- _The task_
From the line with "the classifier prompt." to the last line of the data below, repeat every line exactly and add nothing.

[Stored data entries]

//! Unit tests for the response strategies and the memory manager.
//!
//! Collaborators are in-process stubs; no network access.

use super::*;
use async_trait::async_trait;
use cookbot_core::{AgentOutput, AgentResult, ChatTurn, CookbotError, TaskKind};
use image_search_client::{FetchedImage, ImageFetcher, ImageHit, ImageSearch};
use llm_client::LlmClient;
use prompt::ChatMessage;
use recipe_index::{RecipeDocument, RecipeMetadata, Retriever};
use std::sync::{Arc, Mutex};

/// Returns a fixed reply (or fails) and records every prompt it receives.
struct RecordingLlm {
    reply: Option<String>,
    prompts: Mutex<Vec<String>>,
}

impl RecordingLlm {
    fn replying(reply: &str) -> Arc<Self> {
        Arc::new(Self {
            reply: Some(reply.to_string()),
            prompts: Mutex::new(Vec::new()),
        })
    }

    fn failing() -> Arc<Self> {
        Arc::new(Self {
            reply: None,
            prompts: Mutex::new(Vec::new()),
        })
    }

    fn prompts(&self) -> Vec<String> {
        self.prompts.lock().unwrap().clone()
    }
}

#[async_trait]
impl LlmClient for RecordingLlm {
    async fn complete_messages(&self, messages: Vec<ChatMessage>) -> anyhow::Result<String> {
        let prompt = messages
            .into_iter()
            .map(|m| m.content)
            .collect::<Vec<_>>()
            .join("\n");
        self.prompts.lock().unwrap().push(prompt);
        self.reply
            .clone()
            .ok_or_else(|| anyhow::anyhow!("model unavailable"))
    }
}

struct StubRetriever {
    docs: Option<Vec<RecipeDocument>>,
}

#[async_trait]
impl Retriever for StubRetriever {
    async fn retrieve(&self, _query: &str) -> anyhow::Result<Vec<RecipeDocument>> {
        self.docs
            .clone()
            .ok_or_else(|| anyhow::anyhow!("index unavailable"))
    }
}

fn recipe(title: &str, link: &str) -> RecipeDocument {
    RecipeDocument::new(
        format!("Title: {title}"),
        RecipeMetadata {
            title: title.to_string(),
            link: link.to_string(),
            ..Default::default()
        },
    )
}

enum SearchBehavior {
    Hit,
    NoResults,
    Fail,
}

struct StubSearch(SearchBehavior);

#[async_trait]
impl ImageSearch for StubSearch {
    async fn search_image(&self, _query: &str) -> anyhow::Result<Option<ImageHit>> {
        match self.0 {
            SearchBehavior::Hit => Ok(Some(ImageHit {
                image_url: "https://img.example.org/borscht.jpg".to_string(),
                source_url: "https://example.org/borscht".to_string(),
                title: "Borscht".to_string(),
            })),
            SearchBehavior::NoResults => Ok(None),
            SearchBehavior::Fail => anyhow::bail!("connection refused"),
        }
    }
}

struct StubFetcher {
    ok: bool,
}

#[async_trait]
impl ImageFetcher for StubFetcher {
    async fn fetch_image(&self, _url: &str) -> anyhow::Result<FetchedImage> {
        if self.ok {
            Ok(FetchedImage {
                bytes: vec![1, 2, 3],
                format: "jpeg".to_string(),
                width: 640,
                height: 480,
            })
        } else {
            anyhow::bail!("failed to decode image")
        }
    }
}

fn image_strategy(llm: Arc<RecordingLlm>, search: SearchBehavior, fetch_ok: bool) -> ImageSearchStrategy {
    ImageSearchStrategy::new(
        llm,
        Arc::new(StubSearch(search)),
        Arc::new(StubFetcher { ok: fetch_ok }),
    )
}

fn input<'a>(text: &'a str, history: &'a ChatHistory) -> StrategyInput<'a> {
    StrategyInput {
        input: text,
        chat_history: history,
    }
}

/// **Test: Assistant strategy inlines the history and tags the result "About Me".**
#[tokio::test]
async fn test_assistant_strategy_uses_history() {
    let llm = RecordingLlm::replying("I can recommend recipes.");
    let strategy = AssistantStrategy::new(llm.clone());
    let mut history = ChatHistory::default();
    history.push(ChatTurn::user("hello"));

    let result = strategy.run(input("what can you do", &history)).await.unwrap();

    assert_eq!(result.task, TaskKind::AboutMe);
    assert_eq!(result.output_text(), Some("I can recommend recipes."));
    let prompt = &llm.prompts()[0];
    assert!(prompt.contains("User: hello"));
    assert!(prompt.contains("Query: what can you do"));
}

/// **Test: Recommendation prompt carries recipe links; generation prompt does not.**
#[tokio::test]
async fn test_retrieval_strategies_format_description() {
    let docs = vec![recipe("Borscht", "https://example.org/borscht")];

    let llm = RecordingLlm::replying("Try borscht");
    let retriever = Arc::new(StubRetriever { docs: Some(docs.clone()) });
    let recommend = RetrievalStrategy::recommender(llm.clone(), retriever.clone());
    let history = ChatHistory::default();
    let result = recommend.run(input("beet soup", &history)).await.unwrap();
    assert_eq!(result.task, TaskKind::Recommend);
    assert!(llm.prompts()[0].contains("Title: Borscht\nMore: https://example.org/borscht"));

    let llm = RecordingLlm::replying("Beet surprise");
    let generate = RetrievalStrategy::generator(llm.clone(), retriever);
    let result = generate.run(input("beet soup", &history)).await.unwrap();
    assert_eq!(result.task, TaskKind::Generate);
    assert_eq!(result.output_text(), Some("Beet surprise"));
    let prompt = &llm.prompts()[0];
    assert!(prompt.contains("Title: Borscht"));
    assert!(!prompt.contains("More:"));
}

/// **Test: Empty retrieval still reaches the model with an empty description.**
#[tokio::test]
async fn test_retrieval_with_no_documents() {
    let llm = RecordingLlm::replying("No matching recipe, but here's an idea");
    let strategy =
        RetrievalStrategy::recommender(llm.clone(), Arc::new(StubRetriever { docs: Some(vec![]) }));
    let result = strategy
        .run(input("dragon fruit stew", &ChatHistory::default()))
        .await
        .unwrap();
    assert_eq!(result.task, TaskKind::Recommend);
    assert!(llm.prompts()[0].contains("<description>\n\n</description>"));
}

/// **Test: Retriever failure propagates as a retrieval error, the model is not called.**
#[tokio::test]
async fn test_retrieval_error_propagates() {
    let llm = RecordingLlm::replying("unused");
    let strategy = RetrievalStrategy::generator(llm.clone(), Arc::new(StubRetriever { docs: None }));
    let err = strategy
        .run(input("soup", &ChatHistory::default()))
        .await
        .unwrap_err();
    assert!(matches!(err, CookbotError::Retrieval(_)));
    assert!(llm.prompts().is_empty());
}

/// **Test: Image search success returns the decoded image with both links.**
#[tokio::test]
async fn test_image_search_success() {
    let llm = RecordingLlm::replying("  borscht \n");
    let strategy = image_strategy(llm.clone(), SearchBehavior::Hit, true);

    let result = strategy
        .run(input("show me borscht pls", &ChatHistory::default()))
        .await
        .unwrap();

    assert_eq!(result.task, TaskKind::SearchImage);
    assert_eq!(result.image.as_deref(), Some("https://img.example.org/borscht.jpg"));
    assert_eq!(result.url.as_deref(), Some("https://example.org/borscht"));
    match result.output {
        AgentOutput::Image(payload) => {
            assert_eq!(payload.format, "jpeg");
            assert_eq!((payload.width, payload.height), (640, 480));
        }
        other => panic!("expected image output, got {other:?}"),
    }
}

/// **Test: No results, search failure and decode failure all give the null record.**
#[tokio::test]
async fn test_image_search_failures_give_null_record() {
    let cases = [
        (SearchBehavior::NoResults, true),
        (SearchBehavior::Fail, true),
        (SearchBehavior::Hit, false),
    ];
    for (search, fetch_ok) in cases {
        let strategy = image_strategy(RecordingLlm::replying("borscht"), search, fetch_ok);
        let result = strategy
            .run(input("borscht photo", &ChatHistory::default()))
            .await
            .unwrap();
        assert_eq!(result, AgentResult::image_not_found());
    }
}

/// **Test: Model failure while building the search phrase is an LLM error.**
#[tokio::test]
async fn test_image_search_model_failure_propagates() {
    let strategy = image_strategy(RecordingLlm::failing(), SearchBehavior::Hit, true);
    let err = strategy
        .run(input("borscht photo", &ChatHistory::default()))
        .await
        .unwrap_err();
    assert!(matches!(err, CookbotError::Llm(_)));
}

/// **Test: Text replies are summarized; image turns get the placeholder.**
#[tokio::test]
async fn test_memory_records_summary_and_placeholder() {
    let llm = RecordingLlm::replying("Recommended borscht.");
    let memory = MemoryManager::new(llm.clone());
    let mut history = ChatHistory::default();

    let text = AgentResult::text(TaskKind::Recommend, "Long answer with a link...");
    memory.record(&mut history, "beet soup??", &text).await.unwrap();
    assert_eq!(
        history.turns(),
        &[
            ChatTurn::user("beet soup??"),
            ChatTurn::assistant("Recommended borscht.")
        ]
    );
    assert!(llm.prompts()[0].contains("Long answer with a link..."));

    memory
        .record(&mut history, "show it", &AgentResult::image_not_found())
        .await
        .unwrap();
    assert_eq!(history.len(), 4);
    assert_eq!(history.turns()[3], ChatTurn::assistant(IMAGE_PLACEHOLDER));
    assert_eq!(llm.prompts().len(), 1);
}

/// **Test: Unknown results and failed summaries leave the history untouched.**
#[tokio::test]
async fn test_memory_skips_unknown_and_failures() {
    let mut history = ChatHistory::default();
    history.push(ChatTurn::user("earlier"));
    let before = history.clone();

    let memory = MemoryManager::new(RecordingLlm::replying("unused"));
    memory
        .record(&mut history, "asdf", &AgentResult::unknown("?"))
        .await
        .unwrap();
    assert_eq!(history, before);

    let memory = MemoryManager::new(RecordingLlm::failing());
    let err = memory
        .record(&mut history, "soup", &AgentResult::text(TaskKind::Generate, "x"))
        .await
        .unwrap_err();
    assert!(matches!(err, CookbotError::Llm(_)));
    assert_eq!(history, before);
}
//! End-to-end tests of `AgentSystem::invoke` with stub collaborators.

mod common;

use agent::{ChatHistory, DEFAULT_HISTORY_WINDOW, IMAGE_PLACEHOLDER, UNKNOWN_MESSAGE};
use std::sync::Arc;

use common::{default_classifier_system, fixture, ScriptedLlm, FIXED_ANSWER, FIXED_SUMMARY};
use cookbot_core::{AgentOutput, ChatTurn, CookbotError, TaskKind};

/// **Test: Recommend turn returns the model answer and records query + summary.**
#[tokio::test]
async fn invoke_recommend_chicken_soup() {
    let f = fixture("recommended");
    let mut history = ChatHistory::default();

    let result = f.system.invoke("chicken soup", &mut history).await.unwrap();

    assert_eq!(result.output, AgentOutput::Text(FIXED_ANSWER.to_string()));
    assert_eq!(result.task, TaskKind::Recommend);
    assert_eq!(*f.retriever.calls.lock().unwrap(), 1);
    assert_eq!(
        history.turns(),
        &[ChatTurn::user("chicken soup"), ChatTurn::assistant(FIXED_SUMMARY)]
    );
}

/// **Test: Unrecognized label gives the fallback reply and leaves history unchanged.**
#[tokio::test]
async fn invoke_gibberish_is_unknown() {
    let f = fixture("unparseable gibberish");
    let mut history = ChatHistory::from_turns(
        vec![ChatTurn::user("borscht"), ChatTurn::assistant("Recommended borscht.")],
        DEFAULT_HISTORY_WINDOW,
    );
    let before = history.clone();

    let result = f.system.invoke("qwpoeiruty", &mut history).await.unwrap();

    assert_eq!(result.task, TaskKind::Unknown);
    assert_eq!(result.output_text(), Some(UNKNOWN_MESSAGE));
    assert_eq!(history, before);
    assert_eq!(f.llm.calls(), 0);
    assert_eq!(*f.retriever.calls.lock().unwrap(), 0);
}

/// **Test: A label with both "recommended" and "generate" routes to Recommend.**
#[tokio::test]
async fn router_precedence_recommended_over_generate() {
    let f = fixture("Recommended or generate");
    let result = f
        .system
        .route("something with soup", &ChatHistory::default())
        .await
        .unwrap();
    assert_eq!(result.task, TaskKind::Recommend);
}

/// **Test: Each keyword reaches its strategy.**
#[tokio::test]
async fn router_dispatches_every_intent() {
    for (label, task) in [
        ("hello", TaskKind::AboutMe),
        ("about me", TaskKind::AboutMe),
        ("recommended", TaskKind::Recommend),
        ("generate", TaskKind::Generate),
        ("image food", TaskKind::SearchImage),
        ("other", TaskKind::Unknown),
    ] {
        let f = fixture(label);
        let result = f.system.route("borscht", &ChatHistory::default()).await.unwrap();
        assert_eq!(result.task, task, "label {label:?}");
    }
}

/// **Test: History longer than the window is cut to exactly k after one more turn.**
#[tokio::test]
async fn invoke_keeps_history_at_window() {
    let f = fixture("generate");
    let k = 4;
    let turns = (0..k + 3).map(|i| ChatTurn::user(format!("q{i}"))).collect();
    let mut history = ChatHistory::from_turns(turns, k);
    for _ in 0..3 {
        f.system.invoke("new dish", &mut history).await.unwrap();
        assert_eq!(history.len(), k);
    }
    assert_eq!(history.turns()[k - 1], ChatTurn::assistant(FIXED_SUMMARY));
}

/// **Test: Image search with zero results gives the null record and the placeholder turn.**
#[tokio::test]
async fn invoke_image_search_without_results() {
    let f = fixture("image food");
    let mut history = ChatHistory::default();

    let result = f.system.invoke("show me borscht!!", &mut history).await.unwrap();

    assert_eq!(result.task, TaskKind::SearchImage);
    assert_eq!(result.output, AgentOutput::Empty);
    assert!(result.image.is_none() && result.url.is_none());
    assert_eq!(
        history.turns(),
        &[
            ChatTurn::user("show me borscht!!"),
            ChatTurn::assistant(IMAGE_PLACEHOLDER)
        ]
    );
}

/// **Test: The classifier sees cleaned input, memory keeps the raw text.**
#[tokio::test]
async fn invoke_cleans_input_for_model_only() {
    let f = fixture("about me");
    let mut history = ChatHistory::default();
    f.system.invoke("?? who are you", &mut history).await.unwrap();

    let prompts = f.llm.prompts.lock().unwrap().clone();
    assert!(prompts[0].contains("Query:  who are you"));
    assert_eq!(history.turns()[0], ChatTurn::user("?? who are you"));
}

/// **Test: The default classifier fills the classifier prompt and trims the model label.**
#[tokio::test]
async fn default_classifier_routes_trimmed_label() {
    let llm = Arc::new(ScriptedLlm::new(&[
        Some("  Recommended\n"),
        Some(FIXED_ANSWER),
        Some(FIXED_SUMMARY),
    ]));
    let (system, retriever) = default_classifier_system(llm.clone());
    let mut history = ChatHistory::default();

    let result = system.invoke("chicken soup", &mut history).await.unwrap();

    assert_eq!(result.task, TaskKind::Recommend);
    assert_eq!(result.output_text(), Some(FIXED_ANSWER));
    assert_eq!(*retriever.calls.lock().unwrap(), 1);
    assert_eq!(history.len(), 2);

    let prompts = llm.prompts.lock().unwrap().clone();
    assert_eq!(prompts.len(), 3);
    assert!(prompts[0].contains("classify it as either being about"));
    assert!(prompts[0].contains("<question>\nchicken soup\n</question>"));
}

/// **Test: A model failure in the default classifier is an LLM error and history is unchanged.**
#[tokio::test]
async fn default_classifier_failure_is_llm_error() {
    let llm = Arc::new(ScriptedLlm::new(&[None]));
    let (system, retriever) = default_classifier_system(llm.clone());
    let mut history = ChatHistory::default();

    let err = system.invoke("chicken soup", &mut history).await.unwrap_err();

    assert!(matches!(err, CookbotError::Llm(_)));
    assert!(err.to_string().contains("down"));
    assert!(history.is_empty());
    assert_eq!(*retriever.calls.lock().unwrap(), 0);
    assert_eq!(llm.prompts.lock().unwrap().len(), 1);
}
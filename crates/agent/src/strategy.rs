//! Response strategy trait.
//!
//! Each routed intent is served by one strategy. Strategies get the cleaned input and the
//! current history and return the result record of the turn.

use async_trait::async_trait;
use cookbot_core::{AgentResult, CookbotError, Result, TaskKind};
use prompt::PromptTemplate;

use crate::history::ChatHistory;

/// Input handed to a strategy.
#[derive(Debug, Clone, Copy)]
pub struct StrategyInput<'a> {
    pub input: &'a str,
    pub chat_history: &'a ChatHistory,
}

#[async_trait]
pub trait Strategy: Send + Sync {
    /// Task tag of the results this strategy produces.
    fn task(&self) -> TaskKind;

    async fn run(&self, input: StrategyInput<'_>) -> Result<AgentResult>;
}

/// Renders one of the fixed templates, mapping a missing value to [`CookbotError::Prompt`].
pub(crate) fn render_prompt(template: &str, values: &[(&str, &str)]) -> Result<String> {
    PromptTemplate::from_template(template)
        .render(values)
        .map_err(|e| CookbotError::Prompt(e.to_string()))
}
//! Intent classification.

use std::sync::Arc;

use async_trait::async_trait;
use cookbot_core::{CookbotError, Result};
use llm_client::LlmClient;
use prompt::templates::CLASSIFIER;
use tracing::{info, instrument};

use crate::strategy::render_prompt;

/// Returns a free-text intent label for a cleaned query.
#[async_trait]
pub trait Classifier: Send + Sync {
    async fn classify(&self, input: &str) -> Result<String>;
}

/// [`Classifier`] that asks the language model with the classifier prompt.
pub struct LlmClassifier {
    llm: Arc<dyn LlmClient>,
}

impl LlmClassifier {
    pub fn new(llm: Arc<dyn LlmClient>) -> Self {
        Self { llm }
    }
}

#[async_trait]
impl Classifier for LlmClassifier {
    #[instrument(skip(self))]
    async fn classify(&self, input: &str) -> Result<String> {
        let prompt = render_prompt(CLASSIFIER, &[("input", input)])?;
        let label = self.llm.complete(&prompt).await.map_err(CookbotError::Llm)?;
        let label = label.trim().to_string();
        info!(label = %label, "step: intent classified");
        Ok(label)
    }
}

- _Task output_
/// [`Classifier`] that asks the language model with the classifier prompt.
pub struct LlmClassifier {
    llm: Arc<dyn LlmClient>,
}

impl LlmClassifier {
    pub fn new(llm: Arc<dyn LlmClient>) -> Self {
        Self { llm }
    }
}

#[async_trait]
impl Classifier for LlmClassifier {
    #[instrument(skip(self))]
    async fn classify(&self, input: &str) -> Result<String> {
        let prompt = render_prompt(CLASSIFIER, &[("input", input)])?;
        let label = self.llm.complete(&prompt).await.map_err(CookbotError::Llm)?;
        let label = label.trim().to_string();
        info!(label = %label, "step: intent classified");
        Ok(label)
    }
}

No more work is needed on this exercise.